Dissemination (selected conferences):
Jan 2021 Origin of Life - Early Career Network 1st Symposium (Plenary e-lecture)
Jun 2020 Departmental e-Seminar - Earth Life Science Institute (ELSI), Tokyo, JP
Feb 2020 Dalton Emerging Researcher Award Lecture - University of Bristol, UK
Jan 2020 Meeting of Young Chemists of the Països Catalans - Sitges, ES (Plenary lecture)
Oct 2019 Departmental Seminar - Soft Micro Systems, CNRS, Univ. Bordeaux, FR
Communication and outreach activities:
Sep 2019 Speaker (title of the talk: “A recipe for primordial life”) - European Researchers' Night, Cambridge
Jul 2019 Exhibition Designer and Leading Coordinator (title of the exhibition "A recipe for primordial life") - Royal Society Summer Science Exhibition, London, UK
since 2019 Marie Skłodowska Curie Actions (MSCA) Ambassador - delivered seminars on MSCA project writing at IUPAC 2019 (Paris, FR) and at online events organised by the European Young Chemist Network (2020)

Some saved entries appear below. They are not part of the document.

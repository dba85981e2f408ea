use std::collections::BTreeMap;

use chrono::NaiveDate;
use rust_decimal::Decimal;

use crate::analysis::date::{month_key, within_trailing_window};
use crate::analysis::policy::SettlementPolicy;
use crate::analysis::types::{
    CashFlow, CategoryCount, CategoryTotal, LedgerTransaction, MonthlyTrend, PaymentPatterns,
    PaymentRecord, RecentActivity,
};

const TOP_CATEGORY_LIMIT: usize = 3;

/// Per-category totals, largest absolute total first. Rows without a category
/// are grouped under `Uncategorized`, so the totals always add up to the
/// account total.
pub fn category_totals(transactions: &[LedgerTransaction]) -> Vec<CategoryTotal> {
    let mut grouped: BTreeMap<&str, (Decimal, i64)> = BTreeMap::new();
    for transaction in transactions {
        let entry = grouped
            .entry(transaction.category_label())
            .or_insert((Decimal::ZERO, 0));
        entry.0 += transaction.amount;
        entry.1 += 1;
    }

    let mut totals = grouped
        .into_iter()
        .map(|(category, (total, count))| CategoryTotal {
            category: category.to_string(),
            total,
            count,
        })
        .collect::<Vec<CategoryTotal>>();
    totals.sort_by(|left, right| {
        right
            .total
            .abs()
            .cmp(&left.total.abs())
            .then_with(|| left.category.cmp(&right.category))
    });
    totals
}

pub fn cash_flow(transactions: &[LedgerTransaction]) -> CashFlow {
    let mut flow = CashFlow {
        deposits: Decimal::ZERO,
        withdrawals: Decimal::ZERO,
        net: Decimal::ZERO,
        deposit_count: 0,
        withdrawal_count: 0,
    };
    for transaction in transactions {
        if transaction.is_deposit() {
            flow.deposits += transaction.amount;
            flow.deposit_count += 1;
        } else if transaction.is_withdrawal() {
            flow.withdrawals += transaction.amount;
            flow.withdrawal_count += 1;
        }
        flow.net += transaction.amount;
    }
    flow
}

/// Calendar-month rollup, oldest month first.
pub fn monthly_trends(transactions: &[LedgerTransaction]) -> Vec<MonthlyTrend> {
    let mut months: BTreeMap<String, Vec<&LedgerTransaction>> = BTreeMap::new();
    for transaction in transactions {
        months
            .entry(month_key(&transaction.posted_at))
            .or_default()
            .push(transaction);
    }

    months
        .into_iter()
        .map(|(month, rows)| {
            let mut trend = MonthlyTrend {
                month,
                deposits: Decimal::ZERO,
                withdrawals: Decimal::ZERO,
                net: Decimal::ZERO,
                count: rows.len() as i64,
            };
            for row in rows {
                if row.is_deposit() {
                    trend.deposits += row.amount;
                } else {
                    trend.withdrawals += row.amount;
                }
                trend.net += row.amount;
            }
            trend
        })
        .collect()
}

pub fn recent_activity(
    transactions: &[LedgerTransaction],
    days: i64,
    as_of: NaiveDate,
) -> RecentActivity {
    let recent = transactions
        .iter()
        .filter(|transaction| within_trailing_window(transaction.posted_at, as_of, days))
        .collect::<Vec<&LedgerTransaction>>();

    let mut counts: BTreeMap<&str, i64> = BTreeMap::new();
    for transaction in &recent {
        *counts.entry(transaction.category_label()).or_default() += 1;
    }
    let mut top_categories = counts
        .into_iter()
        .map(|(category, count)| CategoryCount {
            category: category.to_string(),
            count,
        })
        .collect::<Vec<CategoryCount>>();
    // BTreeMap order is alphabetical, so a stable sort keeps ties alphabetical.
    top_categories.sort_by(|left, right| right.count.cmp(&left.count));
    top_categories.truncate(TOP_CATEGORY_LIMIT);

    RecentActivity {
        days,
        as_of,
        transaction_count: recent.len() as i64,
        total_amount: recent.iter().map(|transaction| transaction.amount).sum(),
        top_categories,
    }
}

/// The most recent transfers, newest first, with absolute amounts.
pub fn payment_patterns(
    transactions: &[LedgerTransaction],
    policy: SettlementPolicy,
) -> PaymentPatterns {
    let mut transfers = transactions
        .iter()
        .filter(|transaction| policy.is_transfer(transaction))
        .collect::<Vec<&LedgerTransaction>>();
    transfers.sort_by(|left, right| {
        right
            .posted_at
            .cmp(&left.posted_at)
            .then_with(|| left.txn_id.cmp(&right.txn_id))
    });

    let recent_payments = transfers
        .into_iter()
        .take(policy.recent_payment_limit)
        .map(|transaction| PaymentRecord {
            txn_id: transaction.txn_id.clone(),
            posted_at: transaction.posted_at,
            amount: transaction.amount.abs(),
            description: transaction.description.clone(),
        })
        .collect::<Vec<PaymentRecord>>();

    PaymentPatterns {
        total_recent_payments: recent_payments.iter().map(|payment| payment.amount).sum(),
        payment_count: recent_payments.len() as i64,
        recent_payments,
    }
}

In terms of scientific impact, the ER explored for the first time the compatibility between primitive membranes and chemical reactions hosted within them. In general, identifying the optimal class of prebiotic compartments to host chemical processes will support all future studies that aim to bridge prebiotic chemistry with modern biology. Moreover, the findings on the thermal stability of lipid membranes will have not only an impact in future projects within the prebiotic chemistry community, but also for potential studies in the areas of soft matter, drug delivery and biophysics.
In terms of impact on the ER's career development, during the course of RNA-Rep, the ER acquired and improved her skills in grant writing, public outreach, management and leadership.
In terms of impact on the ER's career development, during the course of RNA-Rep, the ER acquired and improved her skills in grant writing, public outreach, management and leadership.